ABSTRACT

I have suggested that there are significant shifts in the discourses within and around the terrain of those concerned with lifelong learning and the education and training of adults. Those shifts signify changes in the construction of lifelong learning and the practices necessary to support it. They are reflected in the shifting and dedifferentiation of boundaries discussed in chapter 3 and developments outlined in chapter 4. What, then, does this mean for workers in this terrain, the heterogeneous group working with adults in diverse ways in diverse settings who support and enable lifelong learning? If change, uncertainty and ambivalence are part of a general contemporary condition, what impact does this have on workers? Are the shifts towards neo-and post-fordist forms of work organisation to be found also in providers of learning opportunities? If the field has become a moorland, then the range of practitioners who may consider themselves as workers with adults will have expanded and diversified, raising questions about who considers themselves to be an ‘adult educator’ and whether the identity is, in fact, becoming many identities, or is even redundant.
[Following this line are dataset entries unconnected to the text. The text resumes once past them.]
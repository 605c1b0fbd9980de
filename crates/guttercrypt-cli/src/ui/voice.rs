//! KatBot's lines.

use std::path::Path;

use chrono::Utc;

pub fn vault_created() -> String {
    "mrrp. vault created. your secrets have a home now.".to_string()
}

pub fn stored(count: usize) -> String {
    format!(
        "swallowed {} secret{} into the vault. encrypted. sealed. mine.",
        count,
        plural(count)
    )
}

pub fn stored_text() -> String {
    "text swallowed whole. encrypted. sealed. mine.".to_string()
}

pub fn injected(file: &Path) -> String {
    format!(
        "secrets injected into {}. handle with care, meatbag.",
        file.display()
    )
}

pub fn list_header() -> String {
    "here's what's in the vault (keys only, i'm not stupid):".to_string()
}

pub fn list_raw_text() -> String {
    "vault holds raw text. no keys to show, and i'm not reading it to you.".to_string()
}

pub fn list_empty() -> String {
    "vault is empty. nothing to see here. feed me secrets.".to_string()
}

pub fn locked(file: &Path) -> String {
    format!(
        "vault sealed. {} deleted. your secrets are underground now.",
        file.display()
    )
}

pub fn lock_missing(file: &Path) -> String {
    format!(
        "'{}' doesn't exist. nothing to lock. maybe it's already sealed?",
        file.display()
    )
}

pub fn unlocked(file: &Path) -> String {
    format!(
        "vault cracked open. {} restored. don't do anything dumb with it.",
        file.display()
    )
}

pub fn nuke_confirm(phrase: &str) -> String {
    format!(
        "you sure? this is scorched earth. type '{}' to confirm.",
        phrase
    )
}

pub fn nuked() -> String {
    "vault obliterated. nothing remains. meow.".to_string()
}

pub fn nuke_cancelled() -> String {
    "smart choice. vault lives another day.".to_string()
}

pub fn note_added(total: usize) -> String {
    format!(
        "noted. i'll remember that. ({} note{} total)",
        total,
        plural(total)
    )
}

pub fn note_removed(text: &str) -> String {
    format!("forgot \"{}\". already can't remember what it was.", text)
}

pub fn notes_empty() -> String {
    "no notes. your head is as empty as this list.".to_string()
}

pub fn thinking() -> String {
    "*thinking*...".to_string()
}

pub fn memory_not_saved(reason: &str) -> String {
    format!("couldn't write that one down: {}", reason)
}

pub fn passphrase_prompt() -> &'static str {
    "passphrase (don't forget it, i won't help you)"
}

pub fn passphrase_confirm() -> &'static str {
    "confirm passphrase"
}

pub fn passphrase_mismatch() -> &'static str {
    "passphrases don't match. try again, butterfingers."
}

pub fn pushed(created: bool, url: &str) -> String {
    if created {
        format!("new secret gist created. vault shipped to {}", url)
    } else {
        format!("vault shipped to {}", url)
    }
}

pub fn pulled(files: &[&str]) -> String {
    if files.is_empty() {
        "gist had nothing i recognise. nothing changed.".to_string()
    } else {
        format!("pulled {} from the gist. your local copy got overwritten.", files.join(", "))
    }
}

pub fn linked(gist_id: &str) -> String {
    format!("linked gist {}. push and pull away.", gist_id)
}

const MEOWS: [&str; 6] = [
    "mrrrrrrp.",
    "*knocks your secrets off the table* meow.",
    "pspspsps? ...no. i call the shots here.",
    "meow. now encrypt something, i'm bored.",
    "*hisses at plaintext* disgusting.",
    "you came here just for this? ...respect.",
];

pub const CAT: &str = r"
      /\_/\
     ( o.o )
      > ^ <
     /|   |\
    (_|   |_)
";

/// A random meow.
pub fn meow() -> &'static str {
    let pick = Utc::now().timestamp_subsec_nanos() as usize % MEOWS.len();
    MEOWS[pick]
}

fn plural(count: usize) -> &'static str {
    if count == 1 {
        ""
    } else {
        "s"
    }
}
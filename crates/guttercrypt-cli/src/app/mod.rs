//! Application-level utilities for the Guttercrypt CLI.
//!
//! This module provides:
//! - Store configuration and settings resolution
//! - Passphrase handling with retry logic

mod context;
mod passphrase;

pub use context::AppContext;
pub use passphrase::{new_passphrase, with_passphrase};
//! OpenAI-compatible chat completions client.

use reqwest::blocking::Client;
use secrecy::{ExposeSecret, SecretString};
use serde::{Deserialize, Serialize};
use tracing::debug;

use super::{http_client, status_error, AiError, Assistant};

const DEFAULT_API_BASE: &str = "https://api.openai.com/v1";
const DEFAULT_MODEL: &str = "gpt-4o-mini";

pub struct OpenAiAssistant {
    client: Client,
    api_key: SecretString,
    api_base: String,
    model: String,
}

impl OpenAiAssistant {
    pub fn new(api_key: SecretString) -> Result<Self, AiError> {
        Ok(Self {
            client: http_client()?,
            api_key,
            api_base: DEFAULT_API_BASE.to_string(),
            model: DEFAULT_MODEL.to_string(),
        })
    }
}

#[derive(Debug, Serialize)]
struct ChatRequest<'a> {
    model: &'a str,
    messages: Vec<ChatMessage<'a>>,
}

#[derive(Debug, Serialize)]
struct ChatMessage<'a> {
    role: &'a str,
    content: &'a str,
}

#[derive(Debug, Deserialize)]
struct ChatResponse {
    #[serde(default)]
    choices: Vec<Choice>,
}

#[derive(Debug, Deserialize)]
struct Choice {
    message: ResponseMessage,
}

#[derive(Debug, Deserialize)]
struct ResponseMessage {
    content: Option<String>,
}

#[derive(Debug, Deserialize)]
struct ErrorBody {
    error: ErrorDetail,
}

#[derive(Debug, Deserialize)]
struct ErrorDetail {
    message: String,
}

fn build_request<'a>(model: &'a str, system: &'a str, question: &'a str) -> ChatRequest<'a> {
    ChatRequest {
        model,
        messages: vec![
            ChatMessage {
                role: "system",
                content: system,
            },
            ChatMessage {
                role: "user",
                content: question,
            },
        ],
    }
}

fn response_text(response: ChatResponse) -> Result<String, AiError> {
    response
        .choices
        .into_iter()
        .next()
        .and_then(|choice| choice.message.content)
        .filter(|text| !text.is_empty())
        .ok_or_else(|| AiError::Api {
            status: 200,
            message: "empty response".to_string(),
        })
}

impl Assistant for OpenAiAssistant {
    fn name(&self) -> &str {
        "openai"
    }

    fn complete(&self, system: &str, question: &str) -> Result<String, AiError> {
        debug!(model = %self.model, "sending request to OpenAI");

        let response = self
            .client
            .post(format!("{}/chat/completions", self.api_base))
            .bearer_auth(self.api_key.expose_secret())
            .json(&build_request(&self.model, system, question))
            .send()?;

        let status = response.status();
        if !status.is_success() {
            let message = response
                .json::<ErrorBody>()
                .map(|body| body.error.message)
                .unwrap_or_else(|_| "Unknown error".to_string());
            return Err(status_error(status.as_u16(), message));
        }

        response_text(response.json()?)
    }
}
//! Store configuration and artifact layout.
//!
//! Every store is constructed from an explicit [`StoreConfig`]; nothing in
//! the engine consults the working directory or environment variables.

use std::path::{Path, PathBuf};

/// Name of the hidden project-local directory.
pub const VAULT_DIR: &str = ".guttercrypt";
/// Encrypted secret document.
pub const VAULT_FILE: &str = "vault.enc";
/// Plaintext key-name sidecar.
pub const META_FILE: &str = "vault.meta";
/// Encrypted notes and conversation history.
pub const MEMORY_FILE: &str = "memory.enc";
/// Local JSON settings.
pub const SETTINGS_FILE: &str = "config";
/// Upper bound on retained conversation exchanges.
pub const MAX_CONVERSATIONS: usize = 20;

/// Where a project's artifacts live and how the stores behave.
#[derive(Debug, Clone, PartialEq, Eq)]
pub struct StoreConfig {
    project_dir: PathBuf,
    dir_name: String,
    max_conversations: usize,
}

impl StoreConfig {
    /// Configuration for the given project directory with default layout.
    pub fn new(project_dir: impl Into<PathBuf>) -> Self {
        Self {
            project_dir: project_dir.into(),
            dir_name: VAULT_DIR.to_string(),
            max_conversations: MAX_CONVERSATIONS,
        }
    }

    /// Override the hidden directory name.
    pub fn with_dir_name(mut self, name: impl Into<String>) -> Self {
        self.dir_name = name.into();
        self
    }

    /// Override the conversation history bound.
    pub fn with_max_conversations(mut self, max: usize) -> Self {
        self.max_conversations = max;
        self
    }

    pub fn project_dir(&self) -> &Path {
        &self.project_dir
    }

    pub fn max_conversations(&self) -> usize {
        self.max_conversations
    }

    /// The hidden directory holding every artifact.
    pub fn vault_dir(&self) -> PathBuf {
        self.project_dir.join(&self.dir_name)
    }

    pub fn vault_file(&self) -> PathBuf {
        self.vault_dir().join(VAULT_FILE)
    }

    pub fn meta_file(&self) -> PathBuf {
        self.vault_dir().join(META_FILE)
    }

    pub fn memory_file(&self) -> PathBuf {
        self.vault_dir().join(MEMORY_FILE)
    }

    pub fn settings_file(&self) -> PathBuf {
        self.vault_dir().join(SETTINGS_FILE)
    }

    /// Resolve a user-supplied document path against the project directory.
    ///
    /// Absolute paths are returned unchanged.
    pub fn resolve(&self, path: impl AsRef<Path>) -> PathBuf {
        let path = path.as_ref();
        if path.is_absolute() {
            path.to_path_buf()
        } else {
            self.project_dir.join(path)
        }
    }
}
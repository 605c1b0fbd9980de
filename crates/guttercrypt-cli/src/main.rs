//! Guttercrypt CLI - local secrets manager for .env files
//!
//! Encrypts project documents into a `.guttercrypt` vault, keeps KatBot's
//! encrypted memory, and syncs both through a secret gist.

mod ai;
mod app;
mod cli;
mod commands;
mod constants;
mod errors;
mod sync;
mod ui;

use clap::Parser;
use tracing_subscriber::EnvFilter;

use crate::app::AppContext;
use crate::cli::{Cli, Commands};
use crate::commands::{ask, config, misc, notes, sync as sync_cmd, vault};
use crate::constants::env;
use crate::errors::CliError;
use crate::ui::print_error;

fn init_tracing() {
    let filter = EnvFilter::try_from_env(env::LOG).unwrap_or_else(|_| EnvFilter::new("warn"));
    tracing_subscriber::fmt()
        .with_env_filter(filter)
        .with_writer(std::io::stderr)
        .with_target(false)
        .init();
}

fn main() {
    init_tracing();

    let cli = Cli::parse();
    let ctx = AppContext::new(&cli);

    if let Err(e) = run(&ctx, &cli) {
        tracing::debug!(error = ?e, "command failed");
        let err = CliError::classify(&e);
        print_error(ctx.ui(), err.message(), err.hint());
        std::process::exit(err.exit_code());
    }
}

fn run(ctx: &AppContext, cli: &Cli) -> anyhow::Result<()> {
    match &cli.command {
        Some(Commands::Init) => vault::handle_init(ctx),
        Some(Commands::Store(args)) => vault::handle_store(ctx, args),
        Some(Commands::Inject(args)) => vault::handle_inject(ctx, args),
        Some(Commands::List) => vault::handle_list(ctx),
        Some(Commands::Lock(args)) => vault::handle_lock(ctx, args),
        Some(Commands::Unlock(args)) => vault::handle_unlock(ctx, args),
        Some(Commands::Nuke(args)) => vault::handle_nuke(ctx, args),
        Some(Commands::Note { command }) => notes::handle_note(ctx, command),
        Some(Commands::Ask(args)) => ask::handle_ask(ctx, args),
        Some(Commands::Sync { command }) => sync_cmd::handle_sync(ctx, command),
        Some(Commands::Config { command }) => config::handle_config(ctx, command),
        Some(Commands::Completions { shell }) => misc::handle_completions(*shell),
        Some(Commands::Meow) => misc::handle_meow(ctx.ui()),
        None => misc::handle_banner(ctx.ui()),
    }
}
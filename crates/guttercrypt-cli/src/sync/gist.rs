//! GitHub Gist REST client.

use std::collections::HashMap;
use std::time::Duration;

use reqwest::blocking::{Client, RequestBuilder, Response};
use secrecy::{ExposeSecret, SecretString};
use serde::{Deserialize, Serialize};
use tracing::debug;

use guttercrypt_core::artifacts::{Artifact, ArtifactKind};
use guttercrypt_core::VERSION;

use super::SyncError;

const GIST_API: &str = "https://api.github.com/gists";
const REQUEST_TIMEOUT: Duration = Duration::from_secs(30);
pub const GIST_DESCRIPTION: &str = "guttercrypt vault sync";

/// Identity of a created or updated gist.
#[derive(Debug, Clone, Deserialize)]
pub struct GistRef {
    pub id: String,
    pub html_url: String,
}

#[derive(Debug, Serialize)]
struct FileContent<'a> {
    content: &'a str,
}

#[derive(Debug, Serialize)]
struct CreateGist<'a> {
    description: &'a str,
    public: bool,
    files: HashMap<&'static str, FileContent<'a>>,
}

#[derive(Debug, Serialize)]
struct UpdateGist<'a> {
    files: HashMap<&'static str, FileContent<'a>>,
}

#[derive(Debug, Deserialize)]
pub(crate) struct GistFile {
    #[serde(default)]
    content: Option<String>,
    #[serde(default)]
    truncated: bool,
    #[serde(default)]
    raw_url: Option<String>,
}

#[derive(Debug, Deserialize)]
pub(crate) struct GistDetails {
    #[serde(default)]
    files: HashMap<String, GistFile>,
}

/// Map a non-success status.
pub(crate) fn status_error(status: u16) -> SyncError {
    match status {
        404 => SyncError::GistNotFound,
        401 | 403 => SyncError::AuthFailed,
        _ => SyncError::Api { status },
    }
}

fn files_payload(artifacts: &[Artifact]) -> HashMap<&'static str, FileContent<'_>> {
    artifacts
        .iter()
        .map(|a| {
            (
                a.kind.file_name(),
                FileContent {
                    content: &a.contents,
                },
            )
        })
        .collect()
}

/// Whether the gist carries a vault payload.
pub(crate) fn is_vault_gist(details: &GistDetails) -> bool {
    details
        .files
        .contains_key(ArtifactKind::Vault.file_name())
}

pub struct GistClient {
    client: Client,
    token: SecretString,
    api_base: String,
}

impl GistClient {
    pub fn new(token: SecretString) -> Result<Self, SyncError> {
        let client = Client::builder()
            .timeout(REQUEST_TIMEOUT)
            .user_agent(format!("guttercrypt/{}", VERSION))
            .build()?;
        Ok(Self {
            client,
            token,
            api_base: GIST_API.to_string(),
        })
    }

    fn authorized(&self, request: RequestBuilder) -> RequestBuilder {
        request
            .header(
                "Authorization",
                format!("token {}", self.token.expose_secret()),
            )
            .header("Accept", "application/vnd.github+json")
    }

    fn check(response: Response) -> Result<Response, SyncError> {
        let status = response.status();
        if status.is_success() {
            Ok(response)
        } else {
            Err(status_error(status.as_u16()))
        }
    }

    /// Create a secret gist holding `artifacts`.
    pub fn create(&self, artifacts: &[Artifact]) -> Result<GistRef, SyncError> {
        let body = CreateGist {
            description: GIST_DESCRIPTION,
            public: false,
            files: files_payload(artifacts),
        };
        debug!(files = artifacts.len(), "creating gist");
        let response = self
            .authorized(self.client.post(&self.api_base))
            .json(&body)
            .send()?;
        Ok(Self::check(response)?.json()?)
    }

    /// Replace the artifact files of an existing gist.
    pub fn update(&self, gist_id: &str, artifacts: &[Artifact]) -> Result<GistRef, SyncError> {
        let body = UpdateGist {
            files: files_payload(artifacts),
        };
        debug!(gist_id, files = artifacts.len(), "updating gist");
        let response = self
            .authorized(self.client.patch(format!("{}/{}", self.api_base, gist_id)))
            .json(&body)
            .send()?;
        Ok(Self::check(response)?.json()?)
    }

    fn details(&self, gist_id: &str) -> Result<GistDetails, SyncError> {
        let response = self
            .authorized(self.client.get(format!("{}/{}", self.api_base, gist_id)))
            .send()?;
        Ok(Self::check(response)?.json()?)
    }

    /// Fail with [`SyncError::NotAVaultGist`] unless the gist holds a vault.
    pub fn verify(&self, gist_id: &str) -> Result<(), SyncError> {
        if is_vault_gist(&self.details(gist_id)?) {
            Ok(())
        } else {
            Err(SyncError::NotAVaultGist)
        }
    }

    /// Download every recognised artifact in the gist.
    ///
    /// Files the API truncates are fetched in full from their raw URL.
    pub fn fetch(&self, gist_id: &str) -> Result<Vec<Artifact>, SyncError> {
        let mut details = self.details(gist_id)?;
        let mut artifacts = Vec::new();
        for kind in ArtifactKind::ALL {
            let Some(file) = details.files.remove(kind.file_name()) else {
                continue;
            };
            let contents = match (file.truncated, file.raw_url, file.content) {
                (true, Some(raw_url), _) => {
                    let response = self.authorized(self.client.get(raw_url)).send()?;
                    Self::check(response)?.text()?
                }
                (_, _, Some(content)) => content,
                _ => continue,
            };
            artifacts.push(Artifact { kind, contents });
        }
        debug!(gist_id, files = artifacts.len(), "fetched gist");
        Ok(artifacts)
    }
}
//! Key derivation using PBKDF2-HMAC-SHA512.
//!
//! Passphrases are stretched with a deliberately slow, iterated KDF so that
//! offline guessing against a stolen envelope is expensive.

use pbkdf2::pbkdf2_hmac;
use sha2::Sha512;
use zeroize::ZeroizeOnDrop;

/// PBKDF2 iteration count.
pub const PBKDF2_ITERATIONS: u32 = 100_000;

/// Length of derived key in bytes (256-bit AES key).
pub const KEY_LENGTH: usize = 32;

/// Length of the random salt stored in every envelope.
pub const SALT_LENGTH: usize = 32;

/// A cryptographic key derived from a passphrase.
///
/// Key material is zeroized from memory when dropped. A key lives for one
/// encrypt or decrypt call and is never cached.
#[derive(ZeroizeOnDrop)]
pub struct DerivedKey {
    key: [u8; KEY_LENGTH],
}

impl DerivedKey {
    /// Get a reference to the raw key bytes.
    ///
    /// # Security
    ///
    /// Avoid storing or logging this value. Use only for immediate encryption operations.
    pub fn as_bytes(&self) -> &[u8; KEY_LENGTH] {
        &self.key
    }
}

impl std::fmt::Debug for DerivedKey {
    fn fmt(&self, f: &mut std::fmt::Formatter<'_>) -> std::fmt::Result {
        f.debug_struct("DerivedKey")
            .field("key", &"[REDACTED]")
            .finish()
    }
}

/// Derive an encryption key from a passphrase and salt.
///
/// Deterministic: the same passphrase and salt always produce the same key.
///
/// # Examples
///
/// ```
/// use guttercrypt_core::crypto::{derive_key, SALT_LENGTH};
///
/// let salt = [7u8; SALT_LENGTH];
/// let key = derive_key(b"my-passphrase", &salt);
/// assert_eq!(key.as_bytes().len(), 32);
/// ```
pub fn derive_key(passphrase: &[u8], salt: &[u8; SALT_LENGTH]) -> DerivedKey {
    let mut key = [0u8; KEY_LENGTH];
    pbkdf2_hmac::<Sha512>(passphrase, salt, PBKDF2_ITERATIONS, &mut key);
    DerivedKey { key }
}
What forms of education, training and development, therefore, become necessary for this heterogeneous group of workers? In what ways are workers able to be a part of change as well as subject to it? These are the sorts of questions to be addressed in this chapter. These are interesting times for those working with adults, but in what ways they are interesting is not always clear, as we respond to the pressures of the intensification of work also experienced elsewhere in the social formation.